The Internet of Things was not built with security in mind — a fact previously discussed on this blog here, and in the 2015 Internet of Things report. Now, thanks to IoT search engine Shodan, security professionals and curious bystanders alike can see how insecure these devices really are.
In an Ars Technica UK story earlier this week, security researcher Dan Tentler talked about Shodan’s latest search category, which allows paid users to rifle through vulnerable webcam feeds. “It’s all over the place,” he said, “practically everything you can think of.” According to the article, the cameras are using the Real Time Streaming Protocol which allows them to share video, but many have no authentication password in place.
The reporters covering the story found feeds containing private (or so they thought) images from people’s lives — everything from kitchens to classrooms, and even babies sleeping in their cribs.
Tentler insinuated that the lack of security in IoT devices, and most notably in the case of webcams, is due to the fact that manufacturers are in a “race to bottom.”
“The consumers are saying ‘we’re not supposed to know anything about this stuff [cybersecurity],” he said in the article, “The vendors don’t want to lift a finger to help users because it costs them money.”
The lack of consumer interest in securing the Internet of Things is a vulnerability that companies are ignoring every day; and as technology advances, the chances of closing that knowledge gap grow smaller. Another problem stemming from this lack of interest is the failure to acknowledge the pervasiveness of IoT in our lives.
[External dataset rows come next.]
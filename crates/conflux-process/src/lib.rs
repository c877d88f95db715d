//! Job execution under configurable concurrency strategies.
//!
//! A [`Process`] accepts jobs (caller-supplied zero-argument async units of
//! work), runs them under a fixed [`Strategy`], and exposes three shared
//! signals derived from the overlapping executions: `busy`, `error`, and
//! `result`. Every `execute` call additionally returns an [`ExecutionHandle`]
//! resolving with that job's own outcome, independent of how the aggregate
//! signals treat the execution.
//!
//! The engine performs no I/O of its own and imposes no timeouts; jobs are
//! ordinary futures and remain in full control of their own work.

mod config;
mod error;
mod handle;
mod hook;
mod process;
mod runner;
mod strategy;

pub use conflux_signal::ExecutionId;

pub use config::ProcessConfig;
pub use error::{JobError, ProcessError};
pub use handle::ExecutionHandle;
pub use hook::{FailureHook, NoopHook};
pub use process::Process;
pub use strategy::Strategy;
IoT doesn’t stop at webcams, it includes fitness devices, appliances, doorbells, toys…even medical devices like pacemakers, O2 concentrators, and respirators.
However, despite the general public’s lack of concern, there may be legislation on the way to right the security ship of IoT. Maneesha Mithal, associate director of the FTC’s division of privacy and identity protection, said in the Ars piece that “in recent years the FTC has prosecuted more than 50 cases against companies that did not reasonably secure their networks, products, or services.” The FTC has also published a best practices guide for IoT manufacturers, and is currently pushing for new laws that will punish companies with civil penalties for insufficient security.
In addition, the recently-formed Cyber Independent Testing Laboratory, led by former hacker Peiter “Mudge” Zatko, has committed to producing a “Consumer Security Reports.” From Zatko: “Our intention is to provide [consumers] with the information and tools they need, in a non-partisan fashion, and without profit incentives getting in the way of providing unbiased and quantified ratings of the software and systems they are purchasing.”
It remains to be seen whether these new initiatives will have an impact on securing the Internet of Things, but consumers can stay ahead of the curve by making informed purchasing decisions, and putting existing security controls to work, like setting passwords on their devices.